Set up in 1864 by Moïse Léon and Georges Lévy, the publishing house of the same name was to become little by little a genuine empire of touristic pictures, up until 1917[2]. It is probable that, in the desire to add a series of views of Egypt to their catalogue, they applied to a photographer renowned at once for his treatment of monuments and sites, with also the ability to lead a large-scale photographic expedition, even in difficult territories. The role of Welling, a photographer whose biography and production remain little known, was probably limited to technical assistance.

In its composition and main steps, this photographic tour adopted the model created in 1852 by Maxime Du Camp, and then copied in the 1850s by such photographers as Greene, Frith or Teynard. It led from Alexandria to Abu Simbel, with a long stopover in Cairo.
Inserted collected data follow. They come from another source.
//! Session-level failures.

use std::time::Duration;

use crate::bridge::codec::CodecError;
use crate::bridge::transport::TransportError;
use crate::process::logs::fmt_tail;
use crate::process::{LaunchError, Role};

/// Point in a session where a failure happened.
#[derive(Debug, Clone, Copy, PartialEq, Eq, Hash, serde::Serialize)]
#[serde(rename_all = "snake_case")]
pub enum Stage {
    SimulatorStart,
    ControllerStart,
    BuildConfig,
    Connect,
    Encode,
    Send,
    Receive,
    Decode,
}

impl Stage {
    pub fn as_str(&self) -> &'static str {
        match self {
            Self::SimulatorStart => "simulator_start",
            Self::ControllerStart => "controller_start",
            Self::BuildConfig => "build_config",
            Self::Connect => "connect",
            Self::Encode => "encode",
            Self::Send => "send",
            Self::Receive => "receive",
            Self::Decode => "decode",
        }
    }
}

impl std::fmt::Display for Stage {
    fn fmt(&self, f: &mut std::fmt::Formatter<'_>) -> std::fmt::Result {
        f.write_str(self.as_str())
    }
}

/// Why a session did not produce a result.
#[derive(Debug, thiserror::Error)]
pub enum SessionError {
    /// A process failed to start or never became ready.
    #[error("{role} failed to launch: {source}")]
    Launch {
        role: Role,
        #[source]
        source: LaunchError,
    },

    #[error("transport failure during {stage}: {source}")]
    Transport {
        stage: Stage,
        #[source]
        source: TransportError,
    },

    #[error("codec failure during {stage}: {source}")]
    Codec {
        stage: Stage,
        #[source]
        source: CodecError,
    },

    /// The controller function returned an error.
    #[error("controller reported failure: {0}")]
    Controller(String),

    /// The executor function failed to build a config.
    #[error("failed to build controller config: {0}")]
    ConfigBuild(String),

    #[error("timed out during {stage} after {after:?}")]
    Timeout { stage: Stage, after: Duration },

    /// A ready process died while the session was waiting on the controller.
    #[error("{role} exited with status {status} during the session{}", fmt_tail(.logs))]
    Exited {
        role: Role,
        status: i32,
        logs: Vec<String>,
    },
}

impl SessionError {
    /// Failures raised by user code rather than the harness.
    pub fn is_application(&self) -> bool {
        matches!(self, Self::Controller(_) | Self::ConfigBuild(_))
    }

    pub fn stage(&self) -> Stage {
        match self {
            Self::Launch {
                role: Role::Simulator,
                ..
            } => Stage::SimulatorStart,
            Self::Launch {
                role: Role::Controller,
                ..
            } => Stage::ControllerStart,
            Self::Transport { stage, .. } | Self::Codec { stage, .. } | Self::Timeout { stage, .. } => {
                *stage
            }
            Self::Controller(_) | Self::Exited { .. } => Stage::Receive,
            Self::ConfigBuild(_) => Stage::BuildConfig,
        }
    }
}

#[cfg(test)]
mod tests {
    use super::*;

    #[test]
    fn launch_names_role() {
        let err = SessionError::Launch {
            role: Role::Simulator,
            source: LaunchError::ReadyTimeout {
                timeout: Duration::from_millis(200),
                logs: vec!["loading world".to_string()],
            },
        };
        let msg = err.to_string();
        assert!(msg.starts_with("simulator failed to launch: not ready after 200ms"));
        assert!(msg.ends_with("loading world"));
        assert_eq!(err.stage(), Stage::SimulatorStart);
        assert!(!err.is_application());
    }

    #[test]
    fn application_errors() {
        let err = SessionError::Controller("mission upload failed".to_string());
        assert!(err.is_application());
        assert_eq!(
            err.to_string(),
            "controller reported failure: mission upload failed"
        );
        assert!(SessionError::ConfigBuild("no waypoints".to_string()).is_application());
    }

    #[test]
    fn timeout_message() {
        let err = SessionError::Timeout {
            stage: Stage::Receive,
            after: Duration::from_secs(2),
        };
        assert_eq!(err.to_string(), "timed out during receive after 2s");
        assert_eq!(err.stage(), Stage::Receive);
    }

    #[test]
    fn exited_names_role_and_tail() {
        let err = SessionError::Exited {
            role: Role::Simulator,
            status: 139,
            logs: vec!["segmentation fault".to_string()],
        };
        assert_eq!(
            err.to_string(),
            "simulator exited with status 139 during the session\n--- last output ---\nsegmentation fault"
        );
        assert_eq!(err.stage(), Stage::Receive);
        assert!(!err.is_application());
    }

    #[test]
    fn stage_serializes() {
        insta::assert_json_snapshot!(
            [Stage::SimulatorStart, Stage::Connect, Stage::Receive],
            @r#"
        [
          "simulator_start",
          "connect",
          "receive"
        ]
        "#
        );
    }
}
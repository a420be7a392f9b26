use async_trait::async_trait;
use reqwest::Client;
use serde::Deserialize;
use std::time::Duration;

use super::traits::QuoteFeed;
use crate::errors::CoreError;
use crate::models::quote::{Quote, SymbolMatch};

const BASE_URL: &str = "https://finnhub.io/api/v1";

/// Finnhub market data feed.
///
/// - **Free tier**: 60 requests/minute, token-keyed.
/// - **Endpoints**: `/search?q={query}`, `/quote?symbol={symbol}`.
/// - A quote response with `c == 0` means Finnhub has no data for the
///   symbol and is treated as a failed fetch, never as a zero price.
pub struct FinnhubQuoteFeed {
    client: Client,
    api_key: String,
}

impl FinnhubQuoteFeed {
    pub fn new(api_key: String) -> Self {
        let builder = Client::builder().timeout(Duration::from_secs(30));
        Self {
            client: builder.build().unwrap_or_else(|_| Client::new()),
            api_key,
        }
    }
}

// ── Finnhub API response types ──────────────────────────────────────

#[derive(Deserialize)]
struct SearchResponse {
    result: Option<Vec<SearchEntry>>,
}

#[derive(Deserialize)]
struct SearchEntry {
    symbol: String,
    description: String,
}

#[derive(Deserialize)]
struct QuoteResponse {
    /// Current price
    c: Option<f64>,
    /// Change since previous close
    d: Option<f64>,
    /// Percent change since previous close
    dp: Option<f64>,
}

#[async_trait]
impl QuoteFeed for FinnhubQuoteFeed {
    fn name(&self) -> &str {
        "Finnhub"
    }

    async fn search(&self, query: &str) -> Result<Vec<SymbolMatch>, CoreError> {
        let url = format!("{BASE_URL}/search");

        let resp: SearchResponse = self
            .client
            .get(&url)
            .query(&[("q", query), ("token", self.api_key.as_str())])
            .send()
            .await?
            .json()
            .await
            .map_err(|e| CoreError::Api {
                provider: "Finnhub".into(),
                message: format!("Failed to parse search results for '{query}': {e}"),
            })?;

        Ok(resp
            .result
            .unwrap_or_default()
            .into_iter()
            .map(|entry| SymbolMatch {
                symbol: entry.symbol,
                description: entry.description,
            })
            .collect())
    }

    async fn quote(&self, symbol: &str) -> Result<Quote, CoreError> {
        let upper = symbol.to_uppercase();
        let url = format!("{BASE_URL}/quote");

        let resp: QuoteResponse = self
            .client
            .get(&url)
            .query(&[("symbol", upper.as_str()), ("token", self.api_key.as_str())])
            .send()
            .await?
            .json()
            .await
            .map_err(|e| CoreError::Api {
                provider: "Finnhub".into(),
                message: format!("Failed to parse quote for {upper}: {e}"),
            })?;

        // Finnhub reports unknown symbols as an all-zero quote.
        let price = match resp.c {
            Some(p) if p.is_finite() && p > 0.0 => p,
            _ => {
                return Err(CoreError::QuoteUnavailable { symbol: upper });
            }
        };

        Ok(Quote {
            price,
            change: resp.d.unwrap_or(0.0),
            change_percent: resp.dp.unwrap_or(0.0),
        })
    }
}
The choice of average format prints might seem surprising from a photographer who had taken  much larger glass plates to the summit of Europe so as to magnify its majesty, but this can no doubt be explained by editorial decisions, with a view to offering inexpensive photographs to a broad public.
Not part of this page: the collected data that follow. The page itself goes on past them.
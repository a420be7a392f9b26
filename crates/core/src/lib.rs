pub mod errors;
pub mod models;
pub mod remote;
pub mod services;

use std::sync::Arc;

use chrono::{DateTime, Utc};
use tokio::sync::RwLock;

use errors::{CoreError, RecordKind};
use models::{
    chart::{ChartRange, ValuePoint},
    investment::{Investment, InvestmentDraft},
    ledger::Ledger,
    quote::{QuoteCache, QuotedPrice, SearchResult},
    settings::Settings,
    summary::{CashSummary, CategoryTotal, HoldingView, PortfolioSummary},
    transaction::{Category, Transaction, TransactionDraft},
};
use remote::finnhub::FinnhubQuoteFeed;
use remote::rest_ledger::RestLedgerStore;
use remote::traits::{LedgerStore, QuoteFeed};
use services::{
    analytics_service::AnalyticsService, chart_service::ChartService,
    ledger_service::LedgerService, quote_service::QuoteService,
    refresh_scheduler::RefreshScheduler,
};

/// Result of a `sell_investment` call that passed its confirmation gate.
///
/// The sale-recording request and the holding-deletion request are
/// independent: each arm reports its own outcome and a failure in one
/// never rolls back the other.
#[derive(Debug)]
pub struct SellReport {
    /// Id of the recorded income transaction, or why recording it failed.
    pub sale: Result<String, CoreError>,
    /// Whether the holding was removed, or why removal failed.
    pub removal: Result<(), CoreError>,
}

/// Outcome of a confirmation-gated sell operation.
#[derive(Debug)]
pub enum SellOutcome {
    /// The user declined the confirmation; nothing changed.
    Declined,
    /// Both legs of the sale were attempted; see the report.
    Settled(SellReport),
}

/// Main entry point for the Finance Tracker core engine.
///
/// Owns the canonical transaction and investment lists for the active
/// session, reconciles optimistic local mutations against the remote
/// ledger store, keeps the market quote cache fresh through a single
/// owned refresh timer, and derives every display aggregate from current
/// state.
#[must_use]
pub struct FinanceTracker {
    email: String,
    /// Live canonical state, including not-yet-confirmed mutations.
    ledger: Ledger,
    /// Last remotely confirmed state; mutations revert to this on failure.
    confirmed: Ledger,
    quote_cache: Arc<RwLock<QuoteCache>>,
    store: Arc<dyn LedgerStore>,
    ledger_service: LedgerService,
    quote_service: QuoteService,
    analytics_service: AnalyticsService,
    chart_service: ChartService,
    scheduler: RefreshScheduler,
}

impl std::fmt::Debug for FinanceTracker {
    fn fmt(&self, f: &mut std::fmt::Formatter<'_>) -> std::fmt::Result {
        f.debug_struct("FinanceTracker")
            .field("email", &self.email)
            .field("transactions", &self.ledger.transactions.len())
            .field("investments", &self.ledger.investments.len())
            .field("refresh_running", &self.scheduler.is_running())
            .finish()
    }
}
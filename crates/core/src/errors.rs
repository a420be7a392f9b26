use thiserror::Error;

/// Which canonical record set a failed load was for.
#[derive(Debug, Clone, Copy, PartialEq, Eq)]
pub enum RecordKind {
    Transactions,
    Investments,
}

impl std::fmt::Display for RecordKind {
    fn fmt(&self, f: &mut std::fmt::Formatter<'_>) -> std::fmt::Result {
        match self {
            RecordKind::Transactions => write!(f, "transactions"),
            RecordKind::Investments => write!(f, "investments"),
        }
    }
}

/// Unified error type for the entire finance-tracker-core library.
/// Every public fallible function returns `Result<T, CoreError>`.
#[derive(Debug, Error)]
pub enum CoreError {
    // ── Remote store synchronization ────────────────────────────────
    #[error("Failed to load {list}: {message}")]
    Load { list: RecordKind, message: String },

    #[error("Failed to {operation}: {message}")]
    Mutation { operation: String, message: String },

    // ── Quote feed ──────────────────────────────────────────────────
    #[error("No quote available for {symbol}")]
    QuoteUnavailable { symbol: String },

    #[error("Stock search failed: {0}")]
    Search(String),

    // ── API / Network ───────────────────────────────────────────────
    #[error("API error ({provider}): {message}")]
    Api {
        provider: String,
        message: String,
    },

    #[error("Network error: {0}")]
    Network(String),

    #[error("Request timed out after {0} seconds")]
    Timeout(u64),

    // ── Business Logic ──────────────────────────────────────────────
    #[error("Validation failed: {0}")]
    Validation(String),

    #[error("Record not found: {0}")]
    NotFound(String),

    #[error("Deserialization error: {0}")]
    Deserialization(String),
}

impl CoreError {
    /// Wrap a lower-level error as a mutation failure for the given operation.
    pub fn mutation(operation: impl Into<String>, source: &CoreError) -> Self {
        CoreError::Mutation {
            operation: operation.into(),
            message: source.to_string(),
        }
    }
}

// ── Conversion helpers (From impls) ─────────────────────────────────

impl From<serde_json::Error> for CoreError {
    fn from(e: serde_json::Error) -> Self {
        CoreError::Deserialization(e.to_string())
    }
}

impl From<reqwest::Error> for CoreError {
    fn from(e: reqwest::Error) -> Self {
        // Sanitize error message: strip query parameters from URLs to prevent
        // API token leakage. reqwest errors often contain full URLs with secrets.
        let msg = e.to_string();
        let sanitized = if let Some(idx) = msg.find('?') {
            format!("{}?<query redacted>", &msg[..idx])
        } else {
            msg
        };
        CoreError::Network(sanitized)
    }
}
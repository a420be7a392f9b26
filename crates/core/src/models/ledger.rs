use serde::{Deserialize, Serialize};

use super::investment::Investment;
use super::transaction::Transaction;

/// The canonical in-memory record sets for the active session.
///
/// The facade owns the only live `Ledger`; every other component reads it
/// through the facade or receives slices of it. Transactions are kept in
/// descending date order; investments keep remote-store order.
#[derive(Debug, Clone, Default, PartialEq, Serialize, Deserialize)]
pub struct Ledger {
    pub transactions: Vec<Transaction>,
    pub investments: Vec<Investment>,
}

impl Ledger {
    pub fn new() -> Self {
        Self::default()
    }

    /// Distinct held symbols in sorted order, for quote refresh cycles.
    pub fn held_symbols(&self) -> std::collections::BTreeSet<String> {
        self.investments
            .iter()
            .map(|inv| inv.symbol.to_uppercase())
            .collect()
    }
}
Despite such a middling format and technical quality, and rather conventional iconography, this series still bears the mark of its main creator and includes some pictures of great beauty. Bisson’s vision was basically monumental, or even archaeological: with the exception of a few views of Alexandria, the Nile dam and Cairo’s Khedival palaces, it avoided modern Egypt and made no concession to the picturesque. Whether it be in plain, cut or sculpted stone, the Egypt on display is basically mineral. The Islamic sites of Cairo, which Bisson laid out in brilliantly constructed diagonals and perspectives, do not come over as being the religious places of an inhabited city, but more as the ruined, abandoned vestiges of a dead civilisation. They thus provide the prologue to an examination of the Pharaonic monuments of Egypt which, from Giza to the border of Sudan, stand as the main focus of the set.

While some traces of the first archaeologic excavations can be seen in some of the pictures (the colossus exhumed in Saqqara, or the recently cleared temple of Edfu), such ancient monuments reflect the centuries that have crossed and covered them: the upper parts of the temple of Luxor barely emerge from the silt, the desert dunes still partially conceal the façade of Abu Simbel. Bisson’s vision, while being less detailed than that of Devéria, and less striking than that of Greene, is aimed at a mass effect, with the grandiose proportions of these buildings, and above all their solitude. From this point of view, his voyage up the Nile, while being geographical, also took the form of a gradual distancing towards a world that was increasingly desert, wild, and whose strangeness seems almost timeless and unreal. The final series covering the cataracts and temples of Nubia, by displaying in their original state sites and monuments which have since been submerged or moved, is the most precious and striking result of this photographic journey. 


[1] “La Maison Bisson frères, une entreprise photographique”, in Les Frères Bisson, photographes. De flèche en cime, 1840-1870. Paris-Essen, Bnf / Museum Folkwang, 1999.

[2] The Léon and Lévy collection now belongs to the Roger-Viollet agency, it is conserved and distributed by Parisienne de Photographie (; it includes Bisson’s Egyptian negatives.